Several critical questions about EspE function and regulation remain unresolved and represent important areas for future research:

• Complete structural characterization:

  • The full structure of EspE, particularly the largely disordered C-terminal half, remains poorly understood .

  • Different structural prediction methods give conflicting results for how the C-terminal domain interacts with the N-terminal domain .

  • Resolving this structure would provide insights into both secretory and regulatory functions.

• Precise regulatory mechanism:

  • While it's established that EspE and EspF negatively regulate ESX-1 substrate gene expression , the exact molecular mechanisms remain unclear.

  • How do these proteins influence gene expression? Do they interact with transcription factors, affect mRNA stability, or operate through other mechanisms?

  • What domains or specific residues are responsible for the regulatory function?

• Transport mechanism through the cell envelope:

  • The exact path and mechanism by which EspE traverses the complex mycobacterial cell envelope remains incompletely understood .

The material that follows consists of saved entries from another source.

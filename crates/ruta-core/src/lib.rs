//! **ruta-core** — occupancy-grid model for the *ruta* route planner.
//!
//! This crate provides the board state shared by the search engine and the
//! interactive planner: the [`Point`] coordinate type, per-cell
//! [`CellState`], and the [`Grid`] that owns cell occupancy and the
//! start/goal markers.

pub mod error;
pub mod geom;
pub mod grid;

pub use error::GridError;
pub use geom::Point;
pub use grid::{CellState, Grid};
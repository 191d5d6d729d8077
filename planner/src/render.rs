//! Board rendering: colored cell blocks, with the found route overlaid.

use std::collections::HashSet;

use crossterm::style::Stylize;
use ruta_core::{CellState, Grid, Point};

/// Two-column block used for colored cells.
const BLOCK: &str = "██";
const EMPTY: &str = "  ";

/// Render the board with colored cells, one two-column block per cell:
/// white free cells, cyan start, blue goal, red obstacles, yellow route.
///
/// Start and goal keep their own colors even when the route crosses them.
pub fn render_board(grid: &Grid, path: &[Point]) -> String {
    let on_path: HashSet<Point> = path.iter().copied().collect();
    let mut out = String::new();
    for (p, state) in grid.iter() {
        let block = match state {
            CellState::Start => EMPTY.on_cyan(),
            CellState::Goal => EMPTY.on_blue(),
            CellState::Blocked => BLOCK.red(),
            CellState::Free if on_path.contains(&p) => BLOCK.yellow(),
            CellState::Free => EMPTY.on_white(),
        };
        out.push_str(&block.to_string());
        if p.x == grid.width() - 1 {
            out.push('\n');
        }
    }
    out
}

/// Plain-text board dump: `.` free, `#` obstacle, `S`/`G` markers, `*` route.
pub fn render_plain(grid: &Grid, path: &[Point]) -> String {
    let on_path: HashSet<Point> = path.iter().copied().collect();
    let mut out = String::new();
    for (p, state) in grid.iter() {
        let ch = match state {
            CellState::Free if on_path.contains(&p) => '*',
            other => other.rune(),
        };
        out.push(ch);
        if p.x == grid.width() - 1 {
            out.push('\n');
        }
    }
    out
}

#[cfg(test)]
mod tests {
    use super::*;

    fn board() -> Grid {
        let mut g = Grid::new(4, 3, Point::new(0, 0), Point::new(3, 2)).unwrap();
        g.add_obstacle(Point::new(1, 1)).unwrap();
        g
    }

    #[test]
    fn plain_dump_without_route() {
        let g = board();
        assert_eq!(render_plain(&g, &[]), "S...\n.#..\n...G\n");
    }

    #[test]
    fn plain_dump_overlays_route_but_not_markers() {
        let g = board();
        let path = vec![
            Point::new(0, 0),
            Point::new(0, 1),
            Point::new(0, 2),
            Point::new(1, 2),
            Point::new(2, 2),
            Point::new(3, 2),
        ];
        assert_eq!(render_plain(&g, &path), "S...\n*#..\n***G\n");
    }

    #[test]
    fn colored_dump_has_one_line_per_row() {
        let g = board();
        let out = render_board(&g, &[]);
        assert_eq!(out.matches('\n').count(), 3);
        // Obstacles render as full blocks, free cells as spaces.
        assert!(out.contains(BLOCK));
        assert!(out.contains(EMPTY));
    }
}
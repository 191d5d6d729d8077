use ruta_core::Point;

/// Manhattan (L1) distance between two points.
///
/// Admissible and consistent for cardinal movement with unit step cost,
/// which is the only move set this crate supports.
#[inline]
pub fn manhattan(a: Point, b: Point) -> i32 {
    (a.x - b.x).abs() + (a.y - b.y).abs()
}

#[cfg(test)]
mod tests {
    use super::*;

    #[test]
    fn manhattan_distance() {
        assert_eq!(manhattan(Point::new(0, 0), Point::new(8, 5)), 13);
        assert_eq!(manhattan(Point::new(3, 4), Point::new(3, 4)), 0);
        assert_eq!(manhattan(Point::new(2, 1), Point::new(-1, 5)), 7);
    }
}
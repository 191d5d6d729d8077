use ruta_core::{Grid, Point};

/// Map interface used by the search engine.
///
/// A map is a rectangle of cells anchored at the origin; the only question
/// the engine ever asks about a cell is whether it can be stepped on.
pub trait Traversable {
    /// Board size (width = x, height = y).
    fn size(&self) -> Point;

    /// Whether `p` is inside the board and free to step on.
    fn is_traversable(&self, p: Point) -> bool;
}

impl Traversable for Grid {
    fn size(&self) -> Point {
        Grid::size(self)
    }

    fn is_traversable(&self, p: Point) -> bool {
        Grid::is_traversable(self, p)
    }
}
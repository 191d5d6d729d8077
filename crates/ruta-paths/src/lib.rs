//! **ruta-paths** — shortest-path search for occupancy grids.
//!
//! The engine is an A\* search with a Manhattan heuristic and uniform step
//! cost, restricted to cardinal movement:
//!
//! - [`PathFinder`] owns the search state (node table and frontier) and is
//!   reusable across searches on boards of one size.
//! - [`Traversable`] is the seam between the engine and a map: board size
//!   plus a single passability predicate. [`ruta_core::Grid`] implements it.
//! - [`shortest_path`] runs one search between a grid's own start and goal
//!   markers.

mod astar;
mod distance;
mod traits;

pub use astar::{PathFinder, shortest_path};
pub use distance::manhattan;
pub use traits::Traversable;
// Copyright (c) 2025 Piastre Maintainers.
// All rights reserved.
//
// This source code is licensed under the license found in the
// LICENSE file in the root directory of this source tree.

use anyhow::{anyhow, Result};
use chrono::Utc;
use rusqlite::Connection;

use crate::currency::{convert, RateTable};
use crate::rates;
use crate::utils::{http_client, parse_currency, parse_decimal};

pub fn handle(conn: &Connection, m: &clap::ArgMatches) -> Result<()> {
    match m.subcommand() {
        Some(("fetch", _)) => {
            // Manual refresh bypasses the cache on purpose.
            let client = http_client()?;
            let rate = rates::fetch_usd_to_egp_rate(&client)?;
            rates::store_rate(conn, rate, Utc::now())?;
            println!("USD/EGP rate: {}", rate);
        }
        Some(("show", _)) => match rates::read_snapshot(conn)? {
            None => println!("No cached rate; run 'piastre fx fetch'"),
            Some((rate, at)) => {
                let age = Utc::now() - at;
                let stale = age >= rates::cache_ttl();
                println!(
                    "USD/EGP rate: {} (fetched {} minutes ago{})",
                    rate,
                    age.num_minutes(),
                    if stale { ", stale" } else { "" }
                );
            }
        },
        Some(("convert", sub)) => {
            let amount = parse_decimal(sub.get_one::<String>("amount").unwrap())?;
            let from = parse_currency(sub.get_one::<String>("from").unwrap())?;
            let to = parse_currency(sub.get_one::<String>("to").unwrap())?;
            let table = if from == to {
                RateTable::default()
            } else {
                let client = http_client()?;
                let rate = rates::snapshot_rate(conn, &client, Utc::now())?;
                RateTable::from_usd_to_egp(rate)?
            };
            let result = convert(amount, from, to, &table)
                .ok_or_else(|| anyhow!("No rate available for {} to {}", from, to))?;
            println!("{} {} -> {:.4} {}", amount, from, result, to);
        }
        _ => {}
    }
    Ok(())
}
// Copyright (c) Piastre.
// All rights reserved.
//
// This source code is licensed under the license found in the
// LICENSE file in the root directory of this source tree.

//! USD to EGP snapshot rate: single-attempt fetch from the provider plus a
//! one-hour cache in the settings table. The cache write is the only side
//! effect; everything that needs a rate goes through `snapshot_rate`.

use chrono::{DateTime, Duration, Utc};
use rusqlite::Connection;
use rust_decimal::Decimal;
use serde::Deserialize;

use crate::errors::{LedgerError, RateError, StoreError};
use crate::store;

const PROVIDER_URL: &str = "https://open.er-api.com/v6/latest/USD";

const RATE_KEY: &str = "usd_egp_rate";
const RATE_FETCHED_AT_KEY: &str = "usd_egp_rate_fetched_at";

pub fn cache_ttl() -> Duration {
    Duration::hours(1)
}

#[derive(Debug, Deserialize)]
struct RateResponse {
    rates: std::collections::HashMap<String, f64>,
}

/// Extracts the USD to EGP rate from a provider response body. A missing,
/// zero, or negative quote is an error, never a 1:1 fallback.
pub fn parse_rate_response(body: &str) -> Result<Decimal, RateError> {
    let resp: RateResponse = serde_json::from_str(body)?;
    let raw = resp.rates.get("EGP").copied().ok_or(RateError::MissingRate)?;
    let rate = Decimal::try_from(raw).map_err(|_| RateError::MissingRate)?;
    if rate <= Decimal::ZERO {
        return Err(RateError::InvalidRate(rate));
    }
    Ok(rate)
}

/// One attempt against the provider. Callers decide whether to retry.
pub fn fetch_usd_to_egp_rate(client: &reqwest::blocking::Client) -> Result<Decimal, RateError> {
    let body = client
        .get(PROVIDER_URL)
        .send()?
        .error_for_status()?
        .text()?;
    parse_rate_response(&body)
}

/// Last stored snapshot with its fetch time, fresh or not.
pub fn read_snapshot(
    conn: &Connection,
) -> Result<Option<(Decimal, DateTime<Utc>)>, StoreError> {
    let Some(rate_s) = store::get_setting(conn, RATE_KEY)? else {
        return Ok(None);
    };
    let Some(at_s) = store::get_setting(conn, RATE_FETCHED_AT_KEY)? else {
        return Ok(None);
    };
    // An unreadable snapshot is treated as absent so the next read refetches.
    let Ok(rate) = rate_s.parse::<Decimal>() else {
        return Ok(None);
    };
    let Ok(at) = DateTime::parse_from_rfc3339(&at_s) else {
        return Ok(None);
    };
    Ok(Some((rate, at.with_timezone(&Utc))))
}

pub fn store_rate(conn: &Connection, rate: Decimal, now: DateTime<Utc>) -> Result<(), StoreError> {
    store::set_setting(conn, RATE_KEY, &rate.to_string())?;
    store::set_setting(conn, RATE_FETCHED_AT_KEY, &now.to_rfc3339())?;
    Ok(())
}

/// Cached rate, only while younger than the TTL. Expired snapshots are not
/// served; the caller must refetch.
pub fn cached_rate(conn: &Connection, now: DateTime<Utc>) -> Result<Option<Decimal>, StoreError> {
    match read_snapshot(conn)? {
        Some((rate, at)) if now - at < cache_ttl() => Ok(Some(rate)),
        _ => Ok(None),
    }
}

/// The rate every conversion uses: cache when fresh, otherwise one fetch
/// whose result is stored before being returned.
pub fn snapshot_rate(
    conn: &Connection,
    client: &reqwest::blocking::Client,
    now: DateTime<Utc>,
) -> Result<Decimal, LedgerError> {
    if let Some(rate) = cached_rate(conn, now)? {
        return Ok(rate);
    }
    let rate = fetch_usd_to_egp_rate(client)?;
    store_rate(conn, rate, now)?;
    Ok(rate)
}
// Copyright (c) Piastre.
// All rights reserved.
//
// This source code is licensed under the license found in the
// LICENSE file in the root directory of this source tree.

use anyhow::Result;
use chrono::Utc;
use rusqlite::Connection;

use crate::ledger::Ledger;
use crate::models::{Currency, TransactionKind};
use crate::rates;
use crate::utils::pretty_table;

/// Integrity scan over the loaded ledger. Everything reported here is
/// prevented by the mutation entry points, so findings point at data written
/// by older builds or edited out-of-band.
pub fn handle(conn: &Connection, ledger: &Ledger) -> Result<()> {
    let mut rows = Vec::new();

    for tx in ledger.transactions() {
        if ledger.account(tx.account_id).is_none() {
            rows.push(vec![
                "missing_account".into(),
                format!("tx {} references account {}", tx.id, tx.account_id),
            ]);
        }
        match &tx.kind {
            TransactionKind::Transfer {
                to_account_id,
                received_amount,
            } => {
                if ledger.account(*to_account_id).is_none() {
                    rows.push(vec![
                        "missing_transfer_account".into(),
                        format!("tx {} references account {}", tx.id, to_account_id),
                    ]);
                }
                if *to_account_id == tx.account_id {
                    rows.push(vec![
                        "self_transfer".into(),
                        format!("tx {} moves money to its own account", tx.id),
                    ]);
                }
                if received_amount.is_some() {
                    let same_currency = match (
                        ledger.account(tx.account_id),
                        ledger.account(*to_account_id),
                    ) {
                        (Some(src), Some(dst)) => src.currency == dst.currency,
                        _ => false,
                    };
                    if same_currency {
                        rows.push(vec![
                            "unexpected_received_amount".into(),
                            format!("tx {} is a same-currency transfer", tx.id),
                        ]);
                    }
                }
            }
            TransactionKind::Expense { category_id } | TransactionKind::Income { category_id } => {
                if let Some(cid) = category_id {
                    if ledger.category(*cid).is_none() {
                        rows.push(vec![
                            "missing_category".into(),
                            format!("tx {} references category {}", tx.id, cid),
                        ]);
                    }
                }
            }
        }
    }

    // Category shares are summed in native amounts, so categorized expenses
    // from foreign-currency accounts skew the percentages.
    let foreign_categorized = ledger
        .transactions()
        .iter()
        .filter(|tx| {
            matches!(tx.kind, TransactionKind::Expense { category_id: Some(_) })
                && ledger
                    .account(tx.account_id)
                    .is_some_and(|a| a.currency != Currency::Egp)
        })
        .count();
    if foreign_categorized > 0 {
        rows.push(vec![
            "mixed_currency_categories".into(),
            format!(
                "{} categorized expense(s) in a non-EGP account; category shares mix currencies",
                foreign_categorized
            ),
        ]);
    }

    match rates::read_snapshot(conn)? {
        None => rows.push(vec![
            "no_rate_snapshot".into(),
            "run 'piastre fx fetch' to enable conversions".into(),
        ]),
        Some((_, at)) => {
            let age = Utc::now() - at;
            if age >= rates::cache_ttl() {
                rows.push(vec![
                    "stale_rate_snapshot".into(),
                    format!("fetched {} minutes ago", age.num_minutes()),
                ]);
            }
        }
    }

    if rows.is_empty() {
        println!("doctor: no issues found");
    } else {
        println!("{}", pretty_table(&["Issue", "Detail"], rows));
    }
    Ok(())
}
// Copyright (c) Piastre.
// All rights reserved.
//
// This source code is licensed under the license found in the
// LICENSE file in the root directory of this source tree.

use anyhow::{anyhow, Result};
use rusqlite::Connection;

use crate::coordinator;
use crate::ledger::Ledger;
use crate::utils::{maybe_print_json, pretty_table};

pub fn handle(conn: &mut Connection, ledger: &mut Ledger, m: &clap::ArgMatches) -> Result<()> {
    match m.subcommand() {
        Some(("add", sub)) => {
            let name = sub.get_one::<String>("name").unwrap();
            let icon = sub.get_one::<String>("icon").unwrap();
            let color = sub.get_one::<String>("color").unwrap();
            coordinator::add_category(conn, ledger, name, icon, color)?;
            println!("Added category '{}'", name.trim());
        }
        Some(("list", sub)) => {
            let json_flag = sub.get_flag("json");
            let jsonl_flag = sub.get_flag("jsonl");
            if !maybe_print_json(json_flag, jsonl_flag, &ledger.categories())? {
                let rows: Vec<Vec<String>> = ledger
                    .categories()
                    .iter()
                    .map(|c| {
                        vec![
                            c.name.clone(),
                            c.icon.clone(),
                            c.color.clone(),
                            if c.is_default { "yes".into() } else { String::new() },
                        ]
                    })
                    .collect();
                println!(
                    "{}",
                    pretty_table(&["Category", "Icon", "Color", "Default"], rows)
                );
            }
        }
        Some(("edit", sub)) => {
            let name = sub.get_one::<String>("name").unwrap();
            let existing = ledger
                .category_by_name(name)
                .ok_or_else(|| anyhow!("Category '{}' not found", name))?
                .clone();
            let new_name = sub
                .get_one::<String>("new-name")
                .cloned()
                .unwrap_or(existing.name);
            let icon = sub.get_one::<String>("icon").cloned().unwrap_or(existing.icon);
            let color = sub
                .get_one::<String>("color")
                .cloned()
                .unwrap_or(existing.color);
            coordinator::update_category(conn, ledger, existing.id, &new_name, &icon, &color)?;
            println!("Updated category '{}'", new_name.trim());
        }
        Some(("rm", sub)) => {
            let name = sub.get_one::<String>("name").unwrap();
            let id = ledger
                .category_by_name(name)
                .ok_or_else(|| anyhow!("Category '{}' not found", name))?
                .id;
            coordinator::delete_category(conn, ledger, id)?;
            println!("Removed category '{}'; its transactions are now uncategorized", name);
        }
        _ => {}
    }
    Ok(())
}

  • Does EspE interact with other components of the cell wall during secretion?

  • What conformational changes might occur during the secretion process?

• Role in phagosomal lysis:

  • While EspE and EspF are implicated in phagosomal lysis , their exact mechanism of action remains unclear.

  • Do they form pores, disrupt membrane integrity through enzymatic activity, or recruit other factors?

  • How do they cooperate with other ESX-1 substrates in this process?

• Integration with other virulence mechanisms:

  • How does EspE function coordinate with other mycobacterial virulence factors?

  • Is there cross-talk between the ESX-1 system and other secretion systems or virulence mechanisms?

• Potential as biomarkers:

  • Could EspE or antibodies against it serve as biomarkers for TB infection or disease progression?

  • How does EspE expression or secretion correlate with different phases of infection?

• Host recognition and response:

  • How do host cells recognize and respond to EspE?

  • Does EspE interact with specific host receptors or cellular components?

  • What immune responses are elicited by EspE, and how might these be harnessed for vaccine development?

Addressing these questions will require integrated approaches combining structural biology, genetics, biochemistry, cell biology, and immunology to fully understand the complex roles of EspE in mycobacterial pathogenesis.